▶ _Collected data entries_:
//! Edge model for projected ontology graphs.
//!
//! - [`Edge`] - `(src, rel, dst)` with a structural/literal payload flag
//! - [`EdgeSet`] - triple-deduplicated, insertion-ordered output of every
//!   projector
//! - [`TripleFactory`], [`RelationGraph`] - export layouts for embedding and
//!   graph-neural-network consumers

mod edge;
mod export;

pub use edge::*;
pub use export::{RelationGraph, RelationGraphOptions, TripleFactory};
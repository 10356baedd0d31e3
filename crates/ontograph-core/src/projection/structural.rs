//! Structural (DL2Vec-style) projection.
//!
//! Every subsumption `L ⊑ R` becomes edges from the node of `L`. Composite
//! expressions become nodes named by their rendering and are decomposed
//! into their parts:
//!
//! ```text
//! A ⊑ ∃R.(B ⊓ C)
//!   (A, R, "B and C")
//!   ("B and C", and, B)
//!   ("B and C", and, C)
//! ```
//!
//! With `only_taxonomy` the relation edge is kept but restriction fillers
//! are not decomposed.

use tracing::debug;

use crate::expression::{ClassExpression, Subsumption};
use crate::graph::{Edge, AND};
use crate::ontology::OntologyStore;

use super::config::ProjectionConfig;
use super::output::{EdgeSink, ProjectionOutput};
use super::traits::Projector;

/// Node name of an expression: the class id, or the rendering of a
/// composite.
pub fn node_name(expr: &ClassExpression) -> String {
    match expr {
        ClassExpression::Atomic(id) => id.clone(),
        composite => composite.to_string(),
    }
}

/// Walks one subsumption at a time into an [`EdgeSink`].
pub(crate) struct StructuralWalker<'s> {
    sink: &'s mut EdgeSink,
    only_taxonomy: bool,
}

impl<'s> StructuralWalker<'s> {
    pub(crate) fn new(sink: &'s mut EdgeSink, only_taxonomy: bool) -> Self {
        Self {
            sink,
            only_taxonomy,
        }
    }

    pub(crate) fn subsumption(&mut self, ax: &Subsumption) {
        let subject = node_name(&ax.sub);
        self.decompose(&ax.sub, &subject);
        self.link(&subject, &ax.sup);
    }

    fn link(&mut self, subject: &str, expr: &ClassExpression) {
        match expr {
            ClassExpression::Atomic(sup) => self.sink.subclass(subject, sup),
            ClassExpression::Conjunction(left, right) => {
                self.link(subject, left);
                self.link(subject, right);
            }
            ClassExpression::Existential(rel, filler) => self.restriction(subject, rel, filler),
        }
    }

    /// Edges from a composite node to its parts. Named classes have none.
    fn decompose(&mut self, expr: &ClassExpression, name: &str) {
        match expr {
            ClassExpression::Atomic(_) => {}
            ClassExpression::Conjunction(left, right) => {
                for conjunct in [left, right] {
                    let part = node_name(conjunct);
                    self.sink.emit(Edge::new(name, AND, part.as_str()));
                    self.decompose(conjunct, &part);
                }
            }
            ClassExpression::Existential(rel, filler) => self.restriction(name, rel, filler),
        }
    }

    fn restriction(&mut self, subject: &str, rel: &str, filler: &ClassExpression) {
        let dst = node_name(filler);
        self.sink.relation(subject, rel, &dst);
        if !self.only_taxonomy {
            self.decompose(filler, &dst);
        }
    }
}

/// Walks every subsumption in its nested form.
#[derive(Debug, Clone, Copy, Default)]
pub struct Dl2VecProjector;

impl Dl2VecProjector {
    pub fn new() -> Self {
        Self
    }
}

/// Run the structural walk over every subsumption of `ontology`.
pub(crate) fn walk_subsumptions(
    ontology: &dyn OntologyStore,
    config: &ProjectionConfig,
    sink: &mut EdgeSink,
) {
    for (index, axiom) in ontology.axioms().into_iter().enumerate() {
        sink.visited();
        let Some(ax) = axiom.as_subsumption() else {
            debug!(index, kind = axiom.kind_name(), "skipping unsupported axiom");
            sink.skipped();
            continue;
        };
        if let Err(err) = ax.validate() {
            debug!(index, error = %err, "skipping malformed axiom");
            sink.skipped();
            continue;
        }
        StructuralWalker::new(sink, config.only_taxonomy).subsumption(ax);
    }
}

impl Projector for Dl2VecProjector {
    fn project(
        &self,
        ontology: &dyn OntologyStore,
        config: &ProjectionConfig,
    ) -> ProjectionOutput {
        let mut sink = EdgeSink::new(config.bidirectional_taxonomy);
        walk_subsumptions(ontology, config, &mut sink);
        sink.finish()
    }

    fn strategy_name(&self) -> &'static str {
        "dl2vec"
    }

    fn aliases(&self) -> &[&'static str] {
        &["structural"]
    }

    fn description(&self) -> &'static str {
        "every subsumption, composite expressions decomposed into nodes"
    }
}

#[cfg(test)]
mod tests {
    use super::*;
    use crate::expression::Axiom;
    use crate::graph::{SUBCLASS_OF, SUPERCLASS_OF};
    use crate::ontology::Ontology;

    fn and(l: &str, r: &str) -> ClassExpression {
        ClassExpression::conjunction(ClassExpression::atomic(l), ClassExpression::atomic(r))
    }

    fn some(rel: &str, filler: ClassExpression) -> ClassExpression {
        ClassExpression::existential(rel, filler).unwrap()
    }

    fn project(onto: &Ontology, config: &ProjectionConfig) -> ProjectionOutput {
        Dl2VecProjector::new().project(onto, config)
    }

    #[test]
    fn test_conjunction_on_left() {
        let onto = Ontology::new("http://test").with_axiom(Axiom::subclass_of(and("A", "B"), "C"));
        let out = project(&onto, &ProjectionConfig::default());
        assert_eq!(
            out.edges.to_tuples(),
            vec![
                ("A and B", AND, "A"),
                ("A and B", AND, "B"),
                ("A and B", SUBCLASS_OF, "C"),
            ]
        );
    }

    #[test]
    fn test_conjunction_on_right_links_each_conjunct() {
        let onto = Ontology::new("http://test").with_axiom(Axiom::subclass_of("A", and("B", "C")));
        let out = project(&onto, &ProjectionConfig::default());
        assert_eq!(
            out.edges.to_tuples(),
            vec![("A", SUBCLASS_OF, "B"), ("A", SUBCLASS_OF, "C")]
        );
    }

    #[test]
    fn test_restriction_filler_decomposed() {
        let onto =
            Ontology::new("http://test").with_axiom(Axiom::subclass_of("A", some("R", and("B", "C"))));
        let out = project(&onto, &ProjectionConfig::default());
        assert_eq!(
            out.edges.to_tuples(),
            vec![
                ("A", "R", "B and C"),
                ("B and C", AND, "B"),
                ("B and C", AND, "C"),
            ]
        );
    }

    #[test]
    fn test_only_taxonomy_keeps_relation_edge() {
        let onto =
            Ontology::new("http://test").with_axiom(Axiom::subclass_of("A", some("R", and("B", "C"))));
        let config = ProjectionConfig::default().only_taxonomy(true);
        let out = project(&onto, &config);
        assert_eq!(out.edges.to_tuples(), vec![("A", "R", "B and C")]);
    }

    #[test]
    fn test_nested_restriction_on_left() {
        let onto = Ontology::new("http://test")
            .with_axiom(Axiom::subclass_of(some("R", some("S", "B".into())), "C"));
        let out = project(&onto, &ProjectionConfig::default());
        assert_eq!(
            out.edges.to_tuples(),
            vec![
                ("R some (S some B)", "R", "S some B"),
                ("S some B", "S", "B"),
                ("R some (S some B)", SUBCLASS_OF, "C"),
            ]
        );
    }

    #[test]
    fn test_bidirectional_only_touches_subclass_edges() {
        let onto = Ontology::new("http://test")
            .subclass_of("A", "B")
            .with_axiom(Axiom::subclass_of("A", some("R", "C".into())));
        let config = ProjectionConfig::default().bidirectional(true);
        let out = project(&onto, &config);
        assert!(out.edges.contains("B", SUPERCLASS_OF, "A"));
        assert!(out.edges.contains("A", "R", "C"));
        assert_eq!(out.edges.len(), 3);
    }

    #[test]
    fn test_skips_other_axioms_and_malformed() {
        let malformed = Axiom::SubClassOf(Subsumption {
            sub: ClassExpression::atomic("A"),
            sup: ClassExpression::Existential(String::new(), ClassExpression::atomic("B").into()),
        });
        let onto = Ontology::new("http://test")
            .with_axiom(malformed)
            .with_axiom(Axiom::EquivalentClasses(vec!["A".into(), "B".into()]))
            .subclass_of("A", "B");
        let out = project(&onto, &ProjectionConfig::default());
        assert_eq!(out.edges.len(), 1);
        assert_eq!(out.stats.visited, 3);
        assert_eq!(out.stats.skipped, 2);
    }

    #[test]
    fn test_repeated_patterns_collapse() {
        let onto = Ontology::new("http://test")
            .with_axiom(Axiom::subclass_of("A", some("R", and("B", "C"))))
            .with_axiom(Axiom::subclass_of("D", some("R", and("B", "C"))));
        let out = project(&onto, &ProjectionConfig::default());
        assert_eq!(out.stats.emitted, 6);
        assert_eq!(out.edges.len(), 4);
    }

    #[test]
    fn test_taxonomy_named_restrictions_keep_inverse_rule() {
        let onto = Ontology::new("http://test")
            .with_axiom(Axiom::subclass_of("A", some(SUBCLASS_OF, "B".into())))
            .with_axiom(Axiom::subclass_of("C", some(SUPERCLASS_OF, "D".into())));

        let off = Dl2VecProjector::new().project(&onto, &ProjectionConfig::default());
        assert!(off.edges.iter().all(|e| e.rel() != SUPERCLASS_OF));
        assert!(off.edges.contains("D", SUBCLASS_OF, "C"));

        let config = ProjectionConfig::default().bidirectional(true);
        let on = Dl2VecProjector::new().project(&onto, &config);
        assert!(on.edges.contains("B", SUPERCLASS_OF, "A"));
        assert!(on.edges.contains("C", SUPERCLASS_OF, "D"));
        assert_eq!(on.edges.len(), 4);
    }
}
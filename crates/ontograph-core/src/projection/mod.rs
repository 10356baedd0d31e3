//! Graph projection of ontology axioms.
//!
//! - [`Projector`] - one strategy; walks axioms in their nested form
//! - [`ProjectorRegistry`] - strategies by name and alias
//! - [`ProjectionDriver`] - validates name and options, then runs a strategy
//!
//! Built-in strategies:
//!
//! | name | aliases | edges |
//! |------|---------|-------|
//! | `taxonomy` | | `A subClassOf B` for named pairs |
//! | `taxonomy_rels` | `taxonomy_with_relations` | taxonomy plus `A R B` for `A ⊑ ∃R.B` |
//! | `dl2vec` | `structural` | every subsumption, composites decomposed |
//! | `owl2vec_star` | `owl2vec*`, `lexical` | `dl2vec` plus annotation literals |

mod config;
mod driver;
mod error;
mod lexical;
mod output;
mod registry;
mod structural;
mod taxonomy;
mod traits;

pub use config::{
    ProjectionConfig, BIDIRECTIONAL_TAXONOMY, INCLUDE_LITERALS, ONLY_TAXONOMY, RECOGNIZED_OPTIONS,
};
pub use driver::{project, ProjectionDriver};
pub use error::ProjectionError;
pub use lexical::Owl2VecStarProjector;
pub use output::{ProjectionOutput, ProjectionStats};
pub use registry::ProjectorRegistry;
pub use structural::{node_name, Dl2VecProjector};
pub use taxonomy::TaxonomyProjector;
pub use traits::Projector;
//! Taxonomy projectors: the named class hierarchy, optionally with the
//! direct relations between named classes.

use tracing::debug;

use crate::expression::ClassExpression;
use crate::ontology::OntologyStore;

use super::config::ProjectionConfig;
use super::output::{EdgeSink, ProjectionOutput};
use super::traits::Projector;

/// Projects `A ⊑ B` with both sides named.
///
/// With relations enabled it also projects `A ⊑ ∃R.B` with A and B named to
/// `(A, R, B)`. Every other shape is skipped.
#[derive(Debug, Clone, Copy, Default)]
pub struct TaxonomyProjector {
    relations: bool,
}

impl TaxonomyProjector {
    pub fn new() -> Self {
        Self { relations: false }
    }

    pub fn with_relations() -> Self {
        Self { relations: true }
    }
}

impl Projector for TaxonomyProjector {
    fn project(
        &self,
        ontology: &dyn OntologyStore,
        config: &ProjectionConfig,
    ) -> ProjectionOutput {
        let mut sink = EdgeSink::new(config.bidirectional_taxonomy);

        for (index, axiom) in ontology.axioms().into_iter().enumerate() {
            sink.visited();
            let Some(ax) = axiom.as_subsumption() else {
                sink.skipped();
                continue;
            };

            if let Err(err) = ax.validate() {
                debug!(index, error = %err, "skipping malformed axiom");
                sink.skipped();
                continue;
            }

            match (&ax.sub, &ax.sup) {
                (ClassExpression::Atomic(sub), ClassExpression::Atomic(sup)) => {
                    sink.subclass(sub, sup);
                }
                (ClassExpression::Atomic(sub), ClassExpression::Existential(rel, filler))
                    if self.relations =>
                {
                    match filler.as_atomic() {
                        Some(dst) => sink.relation(sub, rel, dst),
                        None => sink.skipped(),
                    }
                }
                _ => sink.skipped(),
            }
        }

        sink.finish()
    }

    fn strategy_name(&self) -> &'static str {
        if self.relations {
            "taxonomy_rels"
        } else {
            "taxonomy"
        }
    }

    fn aliases(&self) -> &[&'static str] {
        if self.relations {
            &["taxonomy_with_relations"]
        } else {
            &[]
        }
    }

    fn description(&self) -> &'static str {
        if self.relations {
            "named subclass edges plus A -R-> B for A SubClassOf R some B"
        } else {
            "named subclass edges only"
        }
    }
}
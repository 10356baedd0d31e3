//! Class expressions and axioms.
//!
//! The expression model is a closed sum type: every consumer (normalizer,
//! projectors, text format) matches on it exhaustively.
//!
//! - [`ClassExpression`] - `Atomic`, `Conjunction`, `Existential`
//! - [`Subsumption`] - `sub ⊑ sup`
//! - [`Axiom`] - subsumption plus the axiom kinds the store may report but
//!   the engine ignores

mod error;
mod render;

pub use error::ExpressionError;
pub(crate) use render::{KEYWORDS, NAME_CLOSE, NAME_ESCAPE, NAME_OPEN};

use serde::{Deserialize, Serialize};
use std::sync::Arc;

/// IRI of the top concept.
pub const OWL_THING: &str = "http://www.w3.org/2002/07/owl#Thing";

/// A class expression.
///
/// Operands are reference counted so the same sub-expression can be shared
/// read-only between axioms.
#[derive(Debug, Clone, PartialEq, Eq, Hash, Serialize, Deserialize)]
#[serde(rename_all = "snake_case")]
pub enum ClassExpression {
    /// A named class.
    Atomic(String),
    /// `left ⊓ right`
    Conjunction(Arc<ClassExpression>, Arc<ClassExpression>),
    /// `∃relation.filler`
    Existential(String, Arc<ClassExpression>),
}

impl ClassExpression {
    /// A named class.
    pub fn atomic(id: impl Into<String>) -> Self {
        Self::Atomic(id.into())
    }

    /// The top concept, `owl:Thing`.
    pub fn top() -> Self {
        Self::Atomic(OWL_THING.to_string())
    }

    pub fn conjunction(left: impl Into<Arc<Self>>, right: impl Into<Arc<Self>>) -> Self {
        Self::Conjunction(left.into(), right.into())
    }

    /// An existential restriction `∃relation.filler`.
    ///
    /// Fails when the relation id is blank or the filler is a blank named
    /// class.
    pub fn existential(
        relation: impl Into<String>,
        filler: impl Into<Arc<Self>>,
    ) -> Result<Self, ExpressionError> {
        let relation = relation.into();
        let filler = filler.into();

        if relation.trim().is_empty() {
            return Err(ExpressionError::malformed("restriction has no relation"));
        }
        if let Self::Atomic(id) = filler.as_ref() {
            if id.trim().is_empty() {
                return Err(ExpressionError::malformed(format!(
                    "restriction on {} has no filler",
                    relation
                )));
            }
        }

        Ok(Self::Existential(relation, filler))
    }

    pub fn is_atomic(&self) -> bool {
        matches!(self, Self::Atomic(_))
    }

    pub fn is_conjunction(&self) -> bool {
        matches!(self, Self::Conjunction(_, _))
    }

    pub fn is_existential(&self) -> bool {
        matches!(self, Self::Existential(_, _))
    }

    /// Direct sub-expressions: none for a named class, both conjuncts for a
    /// conjunction, the filler for a restriction.
    pub fn operands(&self) -> Vec<&ClassExpression> {
        match self {
            Self::Atomic(_) => Vec::new(),
            Self::Conjunction(left, right) => vec![left.as_ref(), right.as_ref()],
            Self::Existential(_, filler) => vec![filler.as_ref()],
        }
    }

    /// The class id if this is a named class.
    pub fn as_atomic(&self) -> Option<&str> {
        match self {
            Self::Atomic(id) => Some(id),
            _ => None,
        }
    }

    /// The relation id if this is a restriction.
    pub fn relation(&self) -> Option<&str> {
        match self {
            Self::Existential(relation, _) => Some(relation),
            _ => None,
        }
    }

    /// Re-check the construction rules over the whole expression tree.
    ///
    /// Expressions built through [`ClassExpression::existential`] always pass;
    /// this catches values that were deserialized or assembled directly from
    /// the enum variants.
    pub fn validate(&self) -> Result<(), ExpressionError> {
        match self {
            Self::Atomic(_) => Ok(()),
            Self::Conjunction(left, right) => {
                left.validate()?;
                right.validate()
            }
            Self::Existential(relation, filler) => {
                if relation.trim().is_empty() {
                    return Err(ExpressionError::malformed("restriction has no relation"));
                }
                match filler.as_ref() {
                    Self::Atomic(id) if id.trim().is_empty() => Err(ExpressionError::malformed(
                        format!("restriction on {} has no filler", relation),
                    )),
                    other => other.validate(),
                }
            }
        }
    }
}

impl From<&str> for ClassExpression {
    fn from(id: &str) -> Self {
        Self::atomic(id)
    }
}

/// `sub ⊑ sup`
#[derive(Debug, Clone, PartialEq, Eq, Hash, Serialize, Deserialize)]
pub struct Subsumption {
    pub sub: ClassExpression,
    pub sup: ClassExpression,
}

impl Subsumption {
    pub fn new(sub: impl Into<ClassExpression>, sup: impl Into<ClassExpression>) -> Self {
        Self {
            sub: sub.into(),
            sup: sup.into(),
        }
    }

    pub fn validate(&self) -> Result<(), ExpressionError> {
        self.sub.validate()?;
        self.sup.validate()
    }
}

/// An axiom as reported by the ontology store.
///
/// Only [`Axiom::SubClassOf`] is processed by the engine; the other kinds are
/// carried so stores can report them and the engine can count what it skips.
#[derive(Debug, Clone, PartialEq, Eq, Serialize, Deserialize)]
#[serde(rename_all = "snake_case")]
pub enum Axiom {
    SubClassOf(Subsumption),
    EquivalentClasses(Vec<ClassExpression>),
    DisjointClasses(Vec<ClassExpression>),
    /// Any other axiom type (property chains, domain/range, assertions).
    Other { kind: String },
}

impl Axiom {
    pub fn subclass_of(sub: impl Into<ClassExpression>, sup: impl Into<ClassExpression>) -> Self {
        Self::SubClassOf(Subsumption::new(sub, sup))
    }

    pub fn as_subsumption(&self) -> Option<&Subsumption> {
        match self {
            Self::SubClassOf(s) => Some(s),
            _ => None,
        }
    }

    /// Short name of the axiom kind for logs and summaries.
    pub fn kind_name(&self) -> &str {
        match self {
            Self::SubClassOf(_) => "SubClassOf",
            Self::EquivalentClasses(_) => "EquivalentClasses",
            Self::DisjointClasses(_) => "DisjointClasses",
            Self::Other { kind } => kind,
        }
    }
}

impl From<Subsumption> for Axiom {
    fn from(s: Subsumption) -> Self {
        Self::SubClassOf(s)
    }
}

▶ _Description of the task_: Count how many lines of the data include the word "bool". Your reply should be that number alone.

▶ _Written reply_: 6